The two leaders are also expected to discuss the possible sale of the Japanese-made US2 amphibious rescue aircraft to India.

Other issues on the table include the early conclusion of a nuclear cooperation pact and Japan's interest in selling its high-speed rail technology to India.

Japan is the first major country to be visited by Mr Modi on a bilateral basis since he came to office in May, underlining New Delhi's keenness to enhance its strategic partnership with Japan.

But while India may be concerned about China's expanding presence in the Indian Ocean and is seen as seeking security cooperation with Beijing's neighbours including Japan, Delhi is also building closer ties with Beijing.

The influential Asahi Shimbun daily pointed out yesterday that after Mr Modi's inauguration, the first foreign leader he called on the phone was Chinese Premier Li Keqiang. In the middle of this month, Chinese President Xi Jinping is due to visit Delhi for talks with Mr Modi.

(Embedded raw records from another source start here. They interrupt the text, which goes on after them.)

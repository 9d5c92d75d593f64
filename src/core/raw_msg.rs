use crossterm::event::{KeyEvent, MouseEvent};
use serde::{Deserialize, Serialize};

use crate::core::cmd::TimerId;

/// Raw messages from external sources (input, timers, system)
/// These represent unprocessed external events that need to be translated to domain events
#[derive(Debug, Clone, PartialEq, Serialize, Deserialize)]
pub enum RawMsg {
    // System events
    Init,
    Tick,
    Render,
    Resize(u16, u16),
    Quit,
    Suspend,
    Resume,

    // User input
    Key(KeyEvent),
    Mouse(MouseEvent),

    // A scheduled timer expired
    TimerFired(TimerId),

    // System status
    Error(String),
}

impl RawMsg {
    /// Helper to exclude frequent messages during debugging
    pub fn is_frequent(&self) -> bool {
        match self {
            RawMsg::Tick | RawMsg::Render => true,
            RawMsg::Mouse(mouse) => matches!(
                mouse.kind,
                crossterm::event::MouseEventKind::Moved | crossterm::event::MouseEventKind::Drag(_)
            ),
            _ => false,
        }
    }
}

#[cfg(test)]
mod tests {
    use crossterm::event::{KeyCode, KeyModifiers, MouseButton, MouseEventKind};
    use pretty_assertions::assert_eq;

    use super::*;

    fn mouse(kind: MouseEventKind) -> RawMsg {
        RawMsg::Mouse(MouseEvent {
            kind,
            column: 1,
            row: 1,
            modifiers: KeyModifiers::NONE,
        })
    }

    #[test]
    fn test_raw_msg_frequent_detection() {
        assert!(RawMsg::Tick.is_frequent());
        assert!(RawMsg::Render.is_frequent());
        assert!(mouse(MouseEventKind::Moved).is_frequent());
        assert!(mouse(MouseEventKind::Drag(MouseButton::Left)).is_frequent());
        assert!(!mouse(MouseEventKind::Down(MouseButton::Left)).is_frequent());
        assert!(!RawMsg::Quit.is_frequent());
        assert!(!RawMsg::Key(KeyEvent::new(KeyCode::Enter, KeyModifiers::NONE)).is_frequent());
        assert!(!RawMsg::TimerFired(TimerId::CarouselRender).is_frequent());
    }

    #[test]
    fn test_raw_msg_serialization() {
        let msg = RawMsg::TimerFired(TimerId::MenuClose);
        let serialized = serde_json::to_string(&msg).unwrap();
        let deserialized: RawMsg = serde_json::from_str(&serialized).unwrap();
        assert_eq!(msg, deserialized);
    }
}
use std::sync::Arc;

use crossterm::event::{KeyCode, KeyEvent, KeyModifiers, MouseButton, MouseEvent, MouseEventKind};
use pretty_assertions::assert_eq;
use tokio::sync::Mutex;

use pamui::{
    core::state::{Focus, MenuPhase},
    infrastructure::{
        config::Config,
        tui::{test::TestTui, Event, TuiLike},
    },
    integration::app_runner::AppRunner,
    presentation::layout::PageLayout,
};

fn key(code: KeyCode) -> Event {
    Event::Key(KeyEvent::new(code, KeyModifiers::NONE))
}

fn runner_with(events: Vec<Event>) -> (AppRunner, Arc<Mutex<TestTui>>) {
    let test_tui = Arc::new(Mutex::new(TestTui::new(80, 40).unwrap()));
    let tui: Arc<Mutex<dyn TuiLike + Send>> = test_tui.clone();
    let runner = AppRunner::new_with_tui(Config::embedded().unwrap(), tui, events);
    (runner, test_tui)
}

#[tokio::test]
async fn test_quit_stops_the_loop() {
    let (mut runner, test_tui) = runner_with(vec![Event::Init, key(KeyCode::Char('q'))]);
    runner.run().await.unwrap();

    assert!(runner.runtime().state().system.should_quit);
    // Init asks for a first frame
    assert_eq!(test_tui.lock().await.draw_count(), 1);
}

#[tokio::test]
async fn test_initial_size_becomes_viewport() {
    let (mut runner, _) = runner_with(vec![]);
    runner.run().await.unwrap();
    assert_eq!(runner.runtime().state().ui.viewport.width, 80);
    assert_eq!(runner.runtime().state().ui.viewport.height, 40);
}

#[tokio::test]
async fn test_keys_step_carousel_and_move_focus() {
    let (mut runner, _) = runner_with(vec![
        key(KeyCode::Right),
        key(KeyCode::Right),
        key(KeyCode::Tab),
        key(KeyCode::Down),
        key(KeyCode::Enter),
    ]);
    runner.run().await.unwrap();

    let state = runner.runtime().state();
    assert_eq!(state.carousel.current_index(), 2);
    assert_eq!(state.ui.focus, Focus::Faq);
    assert_eq!(state.faq.expanded(), Some(1));
}

#[tokio::test]
async fn test_menu_navigation_closes_menu() {
    let (mut runner, _) = runner_with(vec![
        key(KeyCode::Char('m')),
        key(KeyCode::Down),
        key(KeyCode::Enter),
    ]);
    runner.run().await.unwrap();

    let state = runner.runtime().state();
    assert_eq!(state.ui.focus, Focus::Faq);
    assert_eq!(state.menu.phase(), MenuPhase::Closing);
}

#[tokio::test]
async fn test_resize_redraws_and_closes_wide_menu() {
    let (mut runner, test_tui) = runner_with(vec![
        key(KeyCode::Char('m')),
        Event::Resize(100, 30),
        key(KeyCode::Char('q')),
    ]);
    runner.run().await.unwrap();

    let state = runner.runtime().state();
    assert_eq!(state.ui.viewport.width, 100);
    assert_eq!(state.menu.phase(), MenuPhase::Closing);
    let tui = test_tui.lock().await;
    assert_eq!(tui.draw_count(), 1);
    assert_eq!(tui.size().unwrap().width, 100);
}

#[tokio::test]
async fn test_clicked_indicator_is_drawn_active() {
    let indicator = {
        let mut state =
            pamui::core::state::AppState::new_with_config(Config::embedded().unwrap());
        state.ui.viewport = ratatui::layout::Rect::new(0, 0, 80, 40);
        PageLayout::compute(state.ui.viewport, &state).indicators[2]
    };
    let click = Event::Mouse(MouseEvent {
        kind: MouseEventKind::Down(MouseButton::Left),
        column: indicator.x + 1,
        row: indicator.y,
        modifiers: KeyModifiers::NONE,
    });
    let (mut runner, test_tui) = runner_with(vec![click, Event::Render]);
    runner.run().await.unwrap();

    assert_eq!(runner.runtime().state().carousel.current_index(), 2);
    let tui = test_tui.lock().await;
    let row = &tui.screen_lines()[indicator.y as usize];
    assert!(row.contains("○  ○  ●"));
}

Nevertheless, Mr Modi's visit here has been marked by unprecedented displays of warmth on both sides. Mr Abe went out of his way to welcome the Indian leader last Saturday, travelling to Kyoto, Mr Modi's first port of call, to meet him and giving him a big hug by way of greeting.

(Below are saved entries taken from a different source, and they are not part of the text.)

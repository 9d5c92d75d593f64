use std::path::Path;

use color_eyre::eyre::{Result, WrapErr};
use serde::{Deserialize, Serialize};

/// One customer quote shown by the carousel
#[derive(Debug, Clone, PartialEq, Eq, Serialize, Deserialize)]
#[serde(rename_all = "camelCase")]
pub struct Testimonial {
    pub company_size: String,
    pub industry: String,
    pub text: String,
    pub author_name: String,
    pub author_title: String,
    pub author_image: String,
}

impl Testimonial {
    /// Load an ordered testimonial list from a JSON file
    pub fn load_all(path: impl AsRef<Path>) -> Result<Vec<Testimonial>> {
        let path = path.as_ref();
        let raw = std::fs::read_to_string(path)
            .wrap_err_with(|| format!("failed to read testimonials from {}", path.display()))?;
        let testimonials: Vec<Testimonial> = serde_json::from_str(&raw)
            .wrap_err_with(|| format!("failed to parse testimonials in {}", path.display()))?;
        log::info!(
            "Loaded {} testimonials from {}",
            testimonials.len(),
            path.display()
        );
        Ok(testimonials)
    }
}

/// Image slot: source path plus alternative text
#[derive(Debug, Clone, PartialEq, Eq, Default)]
pub struct AuthorImage {
    pub src: String,
    pub alt: String,
}

/// The six content slots the carousel card renders
#[derive(Debug, Clone, PartialEq, Eq, Default)]
pub struct DisplaySlots {
    pub company_size: String,
    pub industry: String,
    pub quote: String,
    pub author_name: String,
    pub author_title: String,
    pub author_image: AuthorImage,
}

impl From<&Testimonial> for DisplaySlots {
    fn from(testimonial: &Testimonial) -> Self {
        Self {
            company_size: testimonial.company_size.clone(),
            industry: testimonial.industry.clone(),
            quote: testimonial.text.clone(),
            author_name: testimonial.author_name.clone(),
            author_title: testimonial.author_title.clone(),
            author_image: AuthorImage {
                src: testimonial.author_image.clone(),
                alt: testimonial.author_name.clone(),
            },
        }
    }
}

#[cfg(test)]
mod tests {
    use pretty_assertions::assert_eq;

    use super::*;

    fn sample() -> Testimonial {
        Testimonial {
            company_size: "Enterprise".to_string(),
            industry: "Automotive".to_string(),
            text: "Great product".to_string(),
            author_name: "Sarah Johnson".to_string(),
            author_title: "General Manager".to_string(),
            author_image: "images/people/sarah.webp".to_string(),
        }
    }

    #[test]
    fn test_deserialize_camel_case() {
        let json = r#"{
            "companySize": "Enterprise",
            "industry": "Automotive",
            "text": "Great product",
            "authorName": "Sarah Johnson",
            "authorTitle": "General Manager",
            "authorImage": "images/people/sarah.webp"
        }"#;
        let testimonial: Testimonial = serde_json::from_str(json).unwrap();
        assert_eq!(testimonial, sample());
    }

    #[test]
    fn test_display_slots_use_author_name_as_alt() {
        let slots = DisplaySlots::from(&sample());
        assert_eq!(slots.company_size, "Enterprise");
        assert_eq!(slots.quote, "Great product");
        assert_eq!(slots.author_image.src, "images/people/sarah.webp");
        assert_eq!(slots.author_image.alt, "Sarah Johnson");
    }

    #[test]
    fn test_load_all_missing_file() {
        let err = Testimonial::load_all("/nonexistent/testimonials.json").unwrap_err();
        assert!(format!("{err:?}").contains("failed to read testimonials"));
    }

    #[test]
    fn test_load_all_from_file() {
        let path = std::env::temp_dir()
            .join(format!("pamui-testimonials-{}.json", std::process::id()));
        let json = serde_json::to_string(&vec![sample(), sample()]).unwrap();
        std::fs::write(&path, json).unwrap();

        let loaded = Testimonial::load_all(&path).unwrap();
        std::fs::remove_file(&path).ok();

        assert_eq!(loaded.len(), 2);
        assert_eq!(loaded[0], sample());
    }
}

After a private dinner hosted by Mr Abe, the Indian leader, who had been exchanging effusive tweets with the Japanese leader before arriving in Japan, told his host in Japanese: "I am moved by your hospitality today."

Last Saturday, the two sides inked a partnership agreement between Japan's ancient capital Kyoto and the Indian holy city of Varanasi that will focus on how to preserve heritage while building smart cities.